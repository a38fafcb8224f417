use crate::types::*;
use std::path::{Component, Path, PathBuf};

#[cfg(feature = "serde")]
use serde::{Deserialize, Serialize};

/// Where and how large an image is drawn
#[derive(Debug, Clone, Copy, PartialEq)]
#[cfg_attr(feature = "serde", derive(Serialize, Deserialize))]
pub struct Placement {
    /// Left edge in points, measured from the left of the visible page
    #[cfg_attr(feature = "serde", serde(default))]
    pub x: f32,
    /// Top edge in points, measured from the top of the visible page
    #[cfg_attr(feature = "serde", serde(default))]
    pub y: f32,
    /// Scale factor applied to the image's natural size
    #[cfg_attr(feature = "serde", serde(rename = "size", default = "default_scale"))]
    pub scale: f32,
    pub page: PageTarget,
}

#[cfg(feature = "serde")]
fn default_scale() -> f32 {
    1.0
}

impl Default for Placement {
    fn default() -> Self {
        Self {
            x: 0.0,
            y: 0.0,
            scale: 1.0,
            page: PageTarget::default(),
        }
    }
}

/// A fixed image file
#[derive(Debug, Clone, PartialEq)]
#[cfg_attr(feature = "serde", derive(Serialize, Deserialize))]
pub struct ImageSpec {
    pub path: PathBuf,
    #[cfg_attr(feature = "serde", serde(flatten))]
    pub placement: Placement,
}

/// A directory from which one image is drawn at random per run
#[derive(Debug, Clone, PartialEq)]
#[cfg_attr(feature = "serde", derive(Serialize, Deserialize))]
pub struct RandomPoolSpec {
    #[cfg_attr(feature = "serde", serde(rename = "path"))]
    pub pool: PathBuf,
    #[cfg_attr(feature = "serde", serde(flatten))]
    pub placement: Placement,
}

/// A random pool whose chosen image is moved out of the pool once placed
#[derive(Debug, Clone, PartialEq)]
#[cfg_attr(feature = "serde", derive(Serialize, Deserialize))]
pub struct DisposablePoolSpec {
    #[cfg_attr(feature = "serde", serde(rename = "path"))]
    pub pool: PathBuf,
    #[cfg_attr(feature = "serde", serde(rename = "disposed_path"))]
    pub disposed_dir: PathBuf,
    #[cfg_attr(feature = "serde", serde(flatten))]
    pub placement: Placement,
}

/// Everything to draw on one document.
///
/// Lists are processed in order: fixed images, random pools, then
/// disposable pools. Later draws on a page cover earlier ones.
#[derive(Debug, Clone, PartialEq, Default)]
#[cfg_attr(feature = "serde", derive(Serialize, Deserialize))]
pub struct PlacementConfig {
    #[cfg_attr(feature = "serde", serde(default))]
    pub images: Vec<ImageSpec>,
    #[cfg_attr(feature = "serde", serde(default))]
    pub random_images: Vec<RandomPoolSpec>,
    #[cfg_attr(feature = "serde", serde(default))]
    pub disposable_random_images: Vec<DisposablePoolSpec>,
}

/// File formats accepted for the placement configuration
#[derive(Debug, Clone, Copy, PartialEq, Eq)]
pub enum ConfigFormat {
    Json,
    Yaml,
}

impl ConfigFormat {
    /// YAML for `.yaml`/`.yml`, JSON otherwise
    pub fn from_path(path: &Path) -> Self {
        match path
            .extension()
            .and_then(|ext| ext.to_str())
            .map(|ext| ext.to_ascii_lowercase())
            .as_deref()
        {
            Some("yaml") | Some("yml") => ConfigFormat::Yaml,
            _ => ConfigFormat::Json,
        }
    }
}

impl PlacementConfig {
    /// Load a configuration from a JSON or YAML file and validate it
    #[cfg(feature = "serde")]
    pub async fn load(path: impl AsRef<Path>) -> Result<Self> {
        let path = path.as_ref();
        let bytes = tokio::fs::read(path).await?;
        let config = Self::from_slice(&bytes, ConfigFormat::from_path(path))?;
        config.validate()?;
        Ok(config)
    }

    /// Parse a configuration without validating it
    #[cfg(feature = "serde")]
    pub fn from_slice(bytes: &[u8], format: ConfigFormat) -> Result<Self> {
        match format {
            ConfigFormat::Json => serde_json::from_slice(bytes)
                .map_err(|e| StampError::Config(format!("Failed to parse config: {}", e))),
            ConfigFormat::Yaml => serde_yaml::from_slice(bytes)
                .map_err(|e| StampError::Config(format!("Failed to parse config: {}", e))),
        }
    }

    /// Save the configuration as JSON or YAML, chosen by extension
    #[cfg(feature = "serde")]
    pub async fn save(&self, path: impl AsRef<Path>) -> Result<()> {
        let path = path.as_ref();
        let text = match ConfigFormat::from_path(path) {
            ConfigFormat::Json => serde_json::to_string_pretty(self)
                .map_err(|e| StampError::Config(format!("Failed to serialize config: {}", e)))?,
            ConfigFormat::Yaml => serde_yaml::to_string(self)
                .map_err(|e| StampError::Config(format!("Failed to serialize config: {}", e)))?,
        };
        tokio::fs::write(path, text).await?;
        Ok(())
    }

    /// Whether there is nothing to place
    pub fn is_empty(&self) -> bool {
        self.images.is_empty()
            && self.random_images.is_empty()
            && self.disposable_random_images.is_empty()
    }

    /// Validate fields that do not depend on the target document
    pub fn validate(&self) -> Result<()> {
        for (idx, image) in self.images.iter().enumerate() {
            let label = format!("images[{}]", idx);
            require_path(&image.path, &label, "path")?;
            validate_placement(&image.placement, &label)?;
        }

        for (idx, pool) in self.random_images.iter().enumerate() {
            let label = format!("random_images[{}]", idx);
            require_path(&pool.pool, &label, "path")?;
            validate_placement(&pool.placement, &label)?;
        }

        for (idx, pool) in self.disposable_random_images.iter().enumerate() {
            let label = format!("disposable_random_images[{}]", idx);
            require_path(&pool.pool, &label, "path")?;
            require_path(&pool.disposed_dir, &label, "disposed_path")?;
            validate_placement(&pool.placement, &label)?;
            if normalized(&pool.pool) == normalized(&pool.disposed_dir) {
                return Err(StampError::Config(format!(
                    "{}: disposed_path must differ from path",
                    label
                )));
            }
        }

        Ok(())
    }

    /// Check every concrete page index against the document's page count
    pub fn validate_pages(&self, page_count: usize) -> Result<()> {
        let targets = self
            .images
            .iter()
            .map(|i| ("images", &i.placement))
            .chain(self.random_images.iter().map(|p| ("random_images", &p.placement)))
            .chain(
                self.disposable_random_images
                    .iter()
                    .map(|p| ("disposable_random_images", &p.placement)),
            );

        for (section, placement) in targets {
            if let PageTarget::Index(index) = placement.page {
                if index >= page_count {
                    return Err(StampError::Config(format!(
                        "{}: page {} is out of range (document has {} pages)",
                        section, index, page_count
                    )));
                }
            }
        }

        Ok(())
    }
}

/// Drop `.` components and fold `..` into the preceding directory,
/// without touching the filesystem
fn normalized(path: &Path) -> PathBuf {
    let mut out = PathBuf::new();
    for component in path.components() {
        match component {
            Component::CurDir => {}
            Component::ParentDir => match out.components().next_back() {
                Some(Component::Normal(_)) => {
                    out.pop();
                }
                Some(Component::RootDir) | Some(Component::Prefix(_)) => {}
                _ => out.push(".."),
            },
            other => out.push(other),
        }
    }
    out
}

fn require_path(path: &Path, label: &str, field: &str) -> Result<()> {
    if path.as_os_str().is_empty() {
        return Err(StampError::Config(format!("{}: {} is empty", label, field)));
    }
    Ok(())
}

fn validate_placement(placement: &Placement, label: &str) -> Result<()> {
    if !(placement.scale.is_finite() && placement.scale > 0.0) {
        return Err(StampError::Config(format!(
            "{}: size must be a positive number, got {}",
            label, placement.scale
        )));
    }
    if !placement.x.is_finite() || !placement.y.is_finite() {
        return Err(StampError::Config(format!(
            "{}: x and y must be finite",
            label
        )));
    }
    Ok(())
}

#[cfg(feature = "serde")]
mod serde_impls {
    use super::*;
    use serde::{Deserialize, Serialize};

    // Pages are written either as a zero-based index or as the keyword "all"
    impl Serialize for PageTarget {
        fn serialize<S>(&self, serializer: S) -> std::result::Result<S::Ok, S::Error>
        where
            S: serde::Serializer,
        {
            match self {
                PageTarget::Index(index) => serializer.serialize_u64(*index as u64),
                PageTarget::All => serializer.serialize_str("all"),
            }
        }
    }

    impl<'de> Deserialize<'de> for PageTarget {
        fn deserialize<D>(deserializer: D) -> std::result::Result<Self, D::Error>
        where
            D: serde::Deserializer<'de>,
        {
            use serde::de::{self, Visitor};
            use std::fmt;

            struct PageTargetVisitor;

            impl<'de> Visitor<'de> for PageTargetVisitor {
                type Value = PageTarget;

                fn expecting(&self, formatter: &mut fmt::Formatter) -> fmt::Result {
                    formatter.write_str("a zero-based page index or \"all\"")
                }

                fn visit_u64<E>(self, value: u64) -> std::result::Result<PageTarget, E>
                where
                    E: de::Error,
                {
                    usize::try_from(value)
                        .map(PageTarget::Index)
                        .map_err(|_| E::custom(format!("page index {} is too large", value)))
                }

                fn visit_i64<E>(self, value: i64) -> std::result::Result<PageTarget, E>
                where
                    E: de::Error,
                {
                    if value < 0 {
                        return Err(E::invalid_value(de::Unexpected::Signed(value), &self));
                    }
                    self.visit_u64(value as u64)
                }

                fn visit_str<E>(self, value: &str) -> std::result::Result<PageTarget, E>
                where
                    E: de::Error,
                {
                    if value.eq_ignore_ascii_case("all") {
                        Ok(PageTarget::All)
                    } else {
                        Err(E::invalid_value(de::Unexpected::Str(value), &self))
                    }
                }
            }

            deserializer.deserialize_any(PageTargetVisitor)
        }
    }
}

...

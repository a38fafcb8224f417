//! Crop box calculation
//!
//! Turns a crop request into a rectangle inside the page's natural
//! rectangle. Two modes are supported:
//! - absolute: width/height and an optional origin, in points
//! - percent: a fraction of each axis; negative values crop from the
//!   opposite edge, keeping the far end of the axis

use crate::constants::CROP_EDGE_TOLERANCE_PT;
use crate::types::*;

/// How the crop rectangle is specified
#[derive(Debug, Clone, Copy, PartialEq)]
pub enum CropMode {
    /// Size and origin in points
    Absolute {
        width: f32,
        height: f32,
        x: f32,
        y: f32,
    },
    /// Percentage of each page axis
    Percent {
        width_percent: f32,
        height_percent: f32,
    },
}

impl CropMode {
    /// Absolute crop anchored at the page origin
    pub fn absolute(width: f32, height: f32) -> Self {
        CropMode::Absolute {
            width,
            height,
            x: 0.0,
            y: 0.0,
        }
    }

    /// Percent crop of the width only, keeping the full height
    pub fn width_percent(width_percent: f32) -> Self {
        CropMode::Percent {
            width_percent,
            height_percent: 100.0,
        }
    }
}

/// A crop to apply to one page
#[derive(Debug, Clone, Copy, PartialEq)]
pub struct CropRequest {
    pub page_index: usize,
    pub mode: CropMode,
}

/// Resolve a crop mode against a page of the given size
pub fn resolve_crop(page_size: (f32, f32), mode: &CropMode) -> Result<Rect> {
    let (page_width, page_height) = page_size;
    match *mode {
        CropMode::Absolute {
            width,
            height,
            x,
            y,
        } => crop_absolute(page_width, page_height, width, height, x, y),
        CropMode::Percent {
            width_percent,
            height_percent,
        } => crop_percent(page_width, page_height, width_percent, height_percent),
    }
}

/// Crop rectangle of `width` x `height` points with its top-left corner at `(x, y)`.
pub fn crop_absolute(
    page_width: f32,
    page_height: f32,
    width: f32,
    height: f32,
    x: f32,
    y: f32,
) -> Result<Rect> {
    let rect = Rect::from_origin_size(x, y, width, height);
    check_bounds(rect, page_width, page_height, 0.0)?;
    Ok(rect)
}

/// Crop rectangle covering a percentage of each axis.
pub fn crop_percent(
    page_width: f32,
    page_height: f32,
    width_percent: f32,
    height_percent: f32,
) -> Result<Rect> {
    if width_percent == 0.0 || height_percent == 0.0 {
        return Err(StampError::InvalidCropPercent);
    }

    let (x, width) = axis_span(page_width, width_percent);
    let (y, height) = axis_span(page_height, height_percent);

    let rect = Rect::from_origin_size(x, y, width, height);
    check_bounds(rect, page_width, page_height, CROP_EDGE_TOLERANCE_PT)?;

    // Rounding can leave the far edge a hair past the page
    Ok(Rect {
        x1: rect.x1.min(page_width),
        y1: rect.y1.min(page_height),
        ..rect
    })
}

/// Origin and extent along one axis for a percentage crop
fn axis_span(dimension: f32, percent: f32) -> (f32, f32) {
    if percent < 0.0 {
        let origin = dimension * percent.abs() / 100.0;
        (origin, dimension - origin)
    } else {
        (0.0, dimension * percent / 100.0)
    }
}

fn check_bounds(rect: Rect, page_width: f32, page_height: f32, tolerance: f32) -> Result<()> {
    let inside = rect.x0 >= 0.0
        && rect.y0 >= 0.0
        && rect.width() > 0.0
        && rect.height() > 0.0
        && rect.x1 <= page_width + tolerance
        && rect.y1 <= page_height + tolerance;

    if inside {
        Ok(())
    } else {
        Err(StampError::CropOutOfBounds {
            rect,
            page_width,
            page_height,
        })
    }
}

--

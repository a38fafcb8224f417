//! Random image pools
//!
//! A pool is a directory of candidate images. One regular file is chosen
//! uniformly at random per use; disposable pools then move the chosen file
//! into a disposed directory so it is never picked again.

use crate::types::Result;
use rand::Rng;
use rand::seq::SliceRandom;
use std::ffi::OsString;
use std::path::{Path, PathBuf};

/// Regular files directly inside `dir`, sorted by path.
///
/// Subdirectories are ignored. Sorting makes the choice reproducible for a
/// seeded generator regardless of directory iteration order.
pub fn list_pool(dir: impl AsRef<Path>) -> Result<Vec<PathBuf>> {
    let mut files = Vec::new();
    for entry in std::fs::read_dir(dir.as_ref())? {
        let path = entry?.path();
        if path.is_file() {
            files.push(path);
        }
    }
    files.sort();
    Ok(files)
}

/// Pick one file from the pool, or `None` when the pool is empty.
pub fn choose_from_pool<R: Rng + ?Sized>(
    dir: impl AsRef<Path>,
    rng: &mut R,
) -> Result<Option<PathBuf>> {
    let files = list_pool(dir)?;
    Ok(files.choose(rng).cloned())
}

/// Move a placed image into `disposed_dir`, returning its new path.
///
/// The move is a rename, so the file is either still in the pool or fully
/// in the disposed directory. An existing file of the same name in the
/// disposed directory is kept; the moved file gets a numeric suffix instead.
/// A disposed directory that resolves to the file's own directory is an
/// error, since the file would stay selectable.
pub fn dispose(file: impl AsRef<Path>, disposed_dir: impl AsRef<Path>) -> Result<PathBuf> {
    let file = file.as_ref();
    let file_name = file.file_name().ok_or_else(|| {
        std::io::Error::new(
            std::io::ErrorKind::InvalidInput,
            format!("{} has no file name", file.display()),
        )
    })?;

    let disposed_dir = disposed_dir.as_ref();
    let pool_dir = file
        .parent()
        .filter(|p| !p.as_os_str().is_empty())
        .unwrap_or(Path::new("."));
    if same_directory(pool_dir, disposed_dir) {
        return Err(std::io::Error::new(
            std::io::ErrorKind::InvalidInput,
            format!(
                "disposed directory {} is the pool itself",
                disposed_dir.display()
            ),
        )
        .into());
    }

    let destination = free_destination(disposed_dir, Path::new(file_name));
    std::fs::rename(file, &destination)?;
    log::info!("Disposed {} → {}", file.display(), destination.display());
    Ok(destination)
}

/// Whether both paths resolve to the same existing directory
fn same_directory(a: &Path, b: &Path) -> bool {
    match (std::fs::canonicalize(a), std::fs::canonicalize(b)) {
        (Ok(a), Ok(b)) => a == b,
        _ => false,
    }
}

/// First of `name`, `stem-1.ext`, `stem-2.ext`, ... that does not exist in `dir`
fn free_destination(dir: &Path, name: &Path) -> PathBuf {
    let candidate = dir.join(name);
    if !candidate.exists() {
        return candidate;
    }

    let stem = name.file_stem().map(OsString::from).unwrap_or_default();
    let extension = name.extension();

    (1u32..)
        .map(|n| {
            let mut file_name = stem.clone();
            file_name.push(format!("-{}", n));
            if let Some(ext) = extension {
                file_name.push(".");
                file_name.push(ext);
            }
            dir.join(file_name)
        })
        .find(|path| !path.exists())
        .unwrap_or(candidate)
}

▸ **What is needed**
Scan the data above for the word "async" and report every line where it is found.

▸ **Response to the task**
    pub async fn load(path: impl AsRef<Path>) -> Result<Self> {
    pub async fn save(&self, path: impl AsRef<Path>) -> Result<()> {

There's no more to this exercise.